Part 1: Data Storage with AWS S3 and Boto3
Part 2: Data Processing Pipeline
Part 3: Model Development
Part 4: Model Tracking
Part 5: Model Deployment

We first need to decide on a framework for training and evaluating models. This framework will need to answer the following questions:

What library do we want to use for modeling (TensorFlow, PyTorch, JAX, etc.)?
What modeling architecture is appropriate for our data format and size?
How do we define a successful model?
What are appropriate evaluation metrics?

Recall that we are using the Blood Images Dataset from Kaggle as our example problem where we predict cell type from a microscope image. We use convolutional neural networks (CNNs) for this task since they are the standard architecture for image classification. To build the model, we can choose from a number of deep learning platforms like PyTorch, JAX, or TensorFlow. In this example, we use Tensorflow.

Model configuration

CNNs, even simple ones, are composed of many configurable hyperparameters. We can build limitless flavors of CNNs by varying the number of convolutional layers, max pooling layers, dropout layers, etc. Furthermore, each of those layers has its own hyperparameters, including convolutional kernel size and stride, pooling kernel size and stride, dropout rate, and more.

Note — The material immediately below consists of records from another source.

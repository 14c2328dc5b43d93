use std::collections::{BTreeMap, HashSet};
use std::sync::Arc;

use dashmap::DashMap;
use serde::{Deserialize, Serialize};
use tokio_util::sync::CancellationToken;
use tracing::{info, instrument};

use loom_core::events::AgentEvent;
use loom_core::ids::{AgentId, SessionId};
use loom_core::provider::LlmProvider;
use loom_core::session::Session;
use loom_core::tools::ToolContext;
use loom_store::SessionStore;

use crate::engine::{EngineConfig, TurnEngine, TurnInput, TurnOutcome};
use crate::error::EngineError;
use crate::events::EventEmitter;
use crate::registry::{ToolFilter, ToolRegistry};

pub const GENERAL_PURPOSE: &str = "general-purpose";
pub const EXPLORE: &str = "explore";

/// A named sub-agent configuration. Profiles are plain data; every profile
/// runs through the same engine.
#[derive(Clone, Debug, Serialize, Deserialize)]
pub struct AgentProfile {
    pub name: String,
    pub description: String,
    pub system_prompt: String,
    pub tool_filter: ToolFilter,
    /// Overrides the engine's step budget for this profile.
    #[serde(default)]
    pub max_steps: Option<u32>,
}

/// Name-indexed profile table.
#[derive(Clone, Debug, Default)]
pub struct ProfileTable {
    profiles: BTreeMap<String, AgentProfile>,
}

impl ProfileTable {
    pub fn builtin() -> Self {
        Self::from_profiles(vec![
            AgentProfile {
                name: GENERAL_PURPOSE.into(),
                description: "Handles multi-step tasks autonomously with the full tool set.".into(),
                system_prompt: "You are a sub-agent working on a delegated task. Complete it, then \
                    reply with a concise report of what you did and what you found. Your reply is \
                    returned verbatim to the agent that delegated the task."
                    .into(),
                tool_filter: ToolFilter::InheritExcept(HashSet::from([
                    "EnterPlanMode".to_string(),
                    "ExitPlanMode".to_string(),
                ])),
                max_steps: None,
            },
            AgentProfile {
                name: EXPLORE.into(),
                description: "Searches and reads the codebase without modifying anything.".into(),
                system_prompt: "You are a read-only exploration sub-agent. Locate the files and code \
                    relevant to the question, then reply with precise paths, line numbers and a short \
                    explanation. You cannot modify files."
                    .into(),
                tool_filter: ToolFilter::Explicit(HashSet::from([
                    "Read".to_string(),
                    "Glob".to_string(),
                    "Grep".to_string(),
                ])),
                max_steps: Some(25),
            },
        ])
    }

    pub fn from_profiles(profiles: Vec<AgentProfile>) -> Self {
        Self {
            profiles: profiles.into_iter().map(|p| (p.name.clone(), p)).collect(),
        }
    }

    pub fn get(&self, name: &str) -> Option<&AgentProfile> {
        self.profiles.get(name)
    }

    pub fn names(&self) -> Vec<String> {
        self.profiles.keys().cloned().collect()
    }

    pub fn iter(&self) -> impl Iterator<Item = &AgentProfile> {
        self.profiles.values()
    }
}

#[derive(Clone, Debug)]
pub struct SubagentOutcome {
    pub child_session_id: SessionId,
    pub child_agent_id: AgentId,
    pub outcome: TurnOutcome,
}

/// Runs sub-agents as child sessions with their own [`TurnEngine`].
///
/// Children draw tools from a leaf registry that has no `Task` tool, so they
/// cannot delegate further. Each child's cancellation token descends from the
/// invoking tool call's abort signal.
pub struct SubagentManager {
    provider: Arc<dyn LlmProvider>,
    tools: ToolRegistry,
    store: Arc<dyn SessionStore>,
    events: EventEmitter,
    config: EngineConfig,
    profiles: ProfileTable,
    running: DashMap<AgentId, CancellationToken>,
}

impl SubagentManager {
    pub fn new(
        provider: Arc<dyn LlmProvider>,
        tools: ToolRegistry,
        store: Arc<dyn SessionStore>,
        events: EventEmitter,
        config: EngineConfig,
    ) -> Self {
        Self {
            provider,
            tools,
            store,
            events,
            config,
            profiles: ProfileTable::builtin(),
            running: DashMap::new(),
        }
    }

    pub fn with_profiles(mut self, profiles: ProfileTable) -> Self {
        self.profiles = profiles;
        self
    }

    pub fn profiles(&self) -> &ProfileTable {
        &self.profiles
    }

    pub fn active_count(&self) -> usize {
        self.running.len()
    }

    /// Run `prompt` under the named profile and wait for the child to finish.
    #[instrument(skip(self, prompt, parent), fields(session_id = %parent.session_id, profile = profile_name))]
    pub async fn run(
        &self,
        profile_name: &str,
        prompt: &str,
        parent: &ToolContext,
    ) -> Result<SubagentOutcome, EngineError> {
        let profile = self
            .profiles
            .get(profile_name)
            .ok_or_else(|| EngineError::UnknownProfile(profile_name.to_string()))?;

        let mut config = self.config.clone();
        if let Some(max_steps) = profile.max_steps {
            config.max_steps = max_steps;
        }
        let child_agent_id = AgentId::new();
        let engine = TurnEngine::new(
            Arc::clone(&self.provider),
            self.tools.filtered(&profile.tool_filter),
            Arc::clone(&self.store),
            self.events.clone(),
            config,
        )
        .with_profile_prompt(profile.system_prompt.clone())
        .with_agent_id(child_agent_id.clone(), Some(parent.agent_id.clone()));

        let mut session = Session::new(parent.working_directory.clone());
        let child_session_id = session.id.clone();
        let cancel = parent.abort_signal.child_token();
        self.running.insert(child_agent_id.clone(), cancel.clone());

        info!(child_session_id = %child_session_id, child_agent_id = %child_agent_id, "sub-agent spawned");
        self.events.emit(AgentEvent::SubagentSpawned {
            session_id: parent.session_id.clone(),
            agent_id: parent.agent_id.clone(),
            child_session_id: child_session_id.clone(),
            child_agent_id: child_agent_id.clone(),
            profile: profile.name.clone(),
        });

        let outcome = engine
            .run(&mut session, TurnInput::UserText(prompt.to_string()), &cancel)
            .await;
        self.running.remove(&child_agent_id);

        info!(child_agent_id = %child_agent_id, outcome = ?outcome.kind(), steps = outcome.steps(), "sub-agent finished");
        self.events.emit(AgentEvent::SubagentComplete {
            session_id: parent.session_id.clone(),
            agent_id: parent.agent_id.clone(),
            child_session_id: child_session_id.clone(),
            child_agent_id: child_agent_id.clone(),
            outcome: outcome.kind(),
        });

        Ok(SubagentOutcome {
            child_session_id,
            child_agent_id,
            outcome,
        })
    }

    /// Cancel one running child. Returns false if it is not running.
    pub fn cancel(&self, agent_id: &AgentId) -> bool {
        match self.running.remove(agent_id) {
            Some((_, token)) => {
                token.cancel();
                true
            }
            None => false,
        }
    }

    pub fn cancel_all(&self) {
        for entry in self.running.iter() {
            entry.value().cancel();
        }
        self.running.clear();
    }
}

We believe that a good pipeline for model training should have a fair amount of structure while giving an ML engineer access to the knobs necessary to succeed on a project. For that reason, we typically wrap the code to create and compile the model into a main script that accepts an easily edited configuration file. We generally use a YAML file for configuration because its structure is human-readable, and its contents translate into intuitive Python base types. The configuration for our simple CNN is written in the YAML file like this:

cnn_config:
    # The first three lines specify the input data shape.
    input_x_pixels: 480 
    input_y_pixels: 480
    input_channels: 1
    # The convolutional layers.
    num_convolutional_layers: 3
    num_convolutional_filters: 5
    convolutional_kernel_size: 3
    convolutional_kernel_stride: 1
    convolutional_activation_fxn: "relu"
    # The max pooling layers.
    num_max_pool_layers: 1
    max_pool_size: 2
    max_pool_stride: 2
    # The output activation and number of labels.
    output_activation_fxn: "softmax"
    output_len: 6

We can also use this YAML configuration file to specify other model-related information such as batch size, number of epochs, loss functions, and evaluation metrics. We can produce an entirely new model by simply editing the config file and passing it from the command line, like this:

python train.py --config model_config.yaml

Having all this information accessible in a single file makes editing the model structure convenient and reproducible since we log the config file with the other outputs of the training run.

The training process

Model training has been simplified significantly in recent years by packages like TensorFlow, PyTorch, and JAX. High level interfaces in these packages abstract away many of the pain points of deep learning, so that we can more rapidly iterate on new ideas rather than reinventing the wheel each time. We start with our model configuration file and the processed data (split into training and testing sets):

Overview of the model training and evaluation process.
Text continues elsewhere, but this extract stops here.